Конечно, я хотела отправить Настю Андрееву. А кого еще?
Ох, она меня раскусила.
– Вы отправите меня.
Почему она так уверена?
– Оля, ты еще не готова, чтобы…
– Я. Готова. Вы сделаете это. Вы не сможете… не сделать.
Что она несет?
Она… угрожает мне?..
– Оля, послушай…
Но слушать она не собиралась.
– Или я потяну за рычаги.
– Рычаги?
Оля положила левую ладонь на клавиши, а правой рукой взялась за крышку фортепиано.
И тогда я все поняла.
– О, нет…
– Если не отправите меня на конкурс, то я расскажу маме обо всех телесных наказаниях, которым вы меня здесь подвергаете. Вы так отчаянно не хотели меня отпускать на конкурс, что повредили мне все пальцы на руке, чтобы я не могла играть.
Она… безумна.
– Оля. Я же никогда не…
– Конечно, вы никогда бы такого не сделали. Но слова девочки, слова чистого и невинного ребенка… у вас же есть дети, да? Уверена, что в любой неприятной ситуации вы будете придерживаться их версии событий, не так ли? Вы будете на их стороне, что бы ни случилось. Вы будете защищать их от всего и вся…
Она права.
Эта сука…
Черт!
Как так можно говорить о ребенке?..
Это Оля Синицына. Это… другой случай.
Она права во всем, и мне от этого совсем дурно.

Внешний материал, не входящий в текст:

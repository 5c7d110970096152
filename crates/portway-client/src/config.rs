//! Client configuration: TOML file.
//!
//! The `[tunnel]` section selects the transport variant and carries the
//! credentials; each `[[forward]]` table maps one local listening port to a
//! remote endpoint reached through the tunnel.

use crate::transport::ChannelConfig;
use portway_core::{TunnelError, TunnelResult};
use serde::Deserialize;
use std::path::Path;
use tracing::info;

/// Top-level config file structure.
#[derive(Debug, Clone, Deserialize)]
pub struct ClientConfig {
    pub tunnel: TunnelSection,
    #[serde(default, rename = "forward")]
    pub forwards: Vec<Forward>,
}

/// `[tunnel]` section: transport variant + credentials.
#[derive(Debug, Clone, Deserialize)]
pub struct TunnelSection {
    #[serde(flatten)]
    pub channel: ChannelConfig,
    pub username: String,
    pub password: String,
}

/// One `[[forward]]` rule.
#[derive(Debug, Clone, Deserialize)]
pub struct Forward {
    /// Local address to listen on.
    #[serde(default = "default_forward_bind")]
    pub bind: String,
    /// Local port to listen on.
    pub local_port: u16,
    /// Remote endpoint to dial through the tunnel.
    pub address: String,
    pub port: u16,
}

fn default_forward_bind() -> String {
    "127.0.0.1".to_string()
}

impl ClientConfig {
    /// Load config from a TOML file.
    pub fn load(path: &Path) -> TunnelResult<Self> {
        let content = std::fs::read_to_string(path).map_err(|e| {
            TunnelError::Config(format!("cannot read {}: {e}", path.display()))
        })?;
        let config: ClientConfig = toml::from_str(&content)
            .map_err(|e| TunnelError::Config(format!("config parse error: {e}")))?;
        info!(path = %path.display(), forwards = config.forwards.len(), "config loaded");
        Ok(config)
    }
}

Взгляд Оли опустился ниже моей головы. Она смотрела на мой слегка увеличенный живот.
– Всех детей…
Моя рука машинально схватилась за живот, словно я готова защищать своего нерожденного ребенка от этого чудовища прямо сейчас!
Она же не посмеет…
– Оля, ты же не станешь так меня шантажировать? Правда?
Я пыталась найти в ней что-то хорошее. Правда, пыталась. Но этого просто нет!
За этой детской кукольной белой оболочкой скрывается бурлящая гнилая черная масса, заполняющая все пространство внутри.
– Я готова пойти на все, чтобы добиться результатов.
Оля наконец опустила крышку и убрала руки с клавиш. Тогда мне стало гораздо спокойнее. От нее можно ожидать чего угодно… особенно сейчас, когда оно… вылезло наружу.
Мой голос стал мягче:
– Давай мы поговорим об этом в другой раз, ладно?
Мгновение.
Она смотрела на меня всего одно мгновение, и этого было достаточно, чтобы принять решение.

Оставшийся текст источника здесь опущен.